## What to work on
In the entries below, how many lines hold the string "main"? Give only the number.

○ ○ ○

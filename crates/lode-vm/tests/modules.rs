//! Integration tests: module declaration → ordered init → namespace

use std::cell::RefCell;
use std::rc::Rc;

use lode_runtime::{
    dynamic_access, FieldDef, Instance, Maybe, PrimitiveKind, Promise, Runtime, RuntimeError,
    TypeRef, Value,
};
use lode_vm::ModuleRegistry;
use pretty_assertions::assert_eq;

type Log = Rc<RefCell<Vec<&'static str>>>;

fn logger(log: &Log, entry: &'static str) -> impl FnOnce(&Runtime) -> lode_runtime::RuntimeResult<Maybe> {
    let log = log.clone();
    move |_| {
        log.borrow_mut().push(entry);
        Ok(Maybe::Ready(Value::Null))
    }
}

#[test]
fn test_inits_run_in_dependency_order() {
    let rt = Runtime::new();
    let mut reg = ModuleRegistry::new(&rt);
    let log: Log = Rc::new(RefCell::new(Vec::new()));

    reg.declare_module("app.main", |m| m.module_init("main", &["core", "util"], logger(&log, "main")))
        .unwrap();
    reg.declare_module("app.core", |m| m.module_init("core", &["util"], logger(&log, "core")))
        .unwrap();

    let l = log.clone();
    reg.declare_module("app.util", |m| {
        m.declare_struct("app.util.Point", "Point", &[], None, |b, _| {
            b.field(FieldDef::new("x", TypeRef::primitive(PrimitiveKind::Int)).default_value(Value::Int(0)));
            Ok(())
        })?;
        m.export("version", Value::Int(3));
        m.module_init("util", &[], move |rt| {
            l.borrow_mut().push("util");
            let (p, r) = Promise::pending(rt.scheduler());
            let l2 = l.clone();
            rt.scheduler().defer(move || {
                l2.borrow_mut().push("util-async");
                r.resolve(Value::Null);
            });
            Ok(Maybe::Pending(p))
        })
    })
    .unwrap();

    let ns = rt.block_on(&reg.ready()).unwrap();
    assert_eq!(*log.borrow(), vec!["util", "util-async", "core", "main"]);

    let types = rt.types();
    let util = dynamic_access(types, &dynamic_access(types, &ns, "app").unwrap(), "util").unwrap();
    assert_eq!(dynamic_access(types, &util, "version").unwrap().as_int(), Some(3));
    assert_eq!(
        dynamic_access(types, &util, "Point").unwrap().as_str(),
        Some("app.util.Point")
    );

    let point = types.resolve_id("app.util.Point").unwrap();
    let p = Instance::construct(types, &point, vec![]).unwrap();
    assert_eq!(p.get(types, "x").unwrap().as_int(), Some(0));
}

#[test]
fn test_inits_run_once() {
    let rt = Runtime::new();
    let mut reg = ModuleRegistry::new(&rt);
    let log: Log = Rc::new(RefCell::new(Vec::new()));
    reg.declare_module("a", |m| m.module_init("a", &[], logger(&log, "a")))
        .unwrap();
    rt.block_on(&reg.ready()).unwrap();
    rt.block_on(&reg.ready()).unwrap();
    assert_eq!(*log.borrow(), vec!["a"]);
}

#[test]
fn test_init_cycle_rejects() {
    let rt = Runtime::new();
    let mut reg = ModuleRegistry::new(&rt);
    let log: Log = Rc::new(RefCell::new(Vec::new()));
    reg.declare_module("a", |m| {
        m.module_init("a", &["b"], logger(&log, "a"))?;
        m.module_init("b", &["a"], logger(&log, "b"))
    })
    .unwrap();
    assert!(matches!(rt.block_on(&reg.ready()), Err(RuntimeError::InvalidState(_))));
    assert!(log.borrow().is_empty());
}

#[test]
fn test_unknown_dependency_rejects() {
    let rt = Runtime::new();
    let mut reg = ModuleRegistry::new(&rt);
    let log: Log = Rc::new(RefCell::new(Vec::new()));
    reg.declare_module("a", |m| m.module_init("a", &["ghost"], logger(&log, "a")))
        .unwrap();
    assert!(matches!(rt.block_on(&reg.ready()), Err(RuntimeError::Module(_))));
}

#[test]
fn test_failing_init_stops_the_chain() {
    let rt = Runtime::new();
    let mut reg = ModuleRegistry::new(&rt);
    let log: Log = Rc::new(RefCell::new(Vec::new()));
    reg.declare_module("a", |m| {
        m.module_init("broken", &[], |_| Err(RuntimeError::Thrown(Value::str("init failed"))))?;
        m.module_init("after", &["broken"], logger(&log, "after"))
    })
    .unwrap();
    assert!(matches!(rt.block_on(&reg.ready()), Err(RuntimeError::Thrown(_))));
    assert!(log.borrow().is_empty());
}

○ ○ ○

## Task solution
2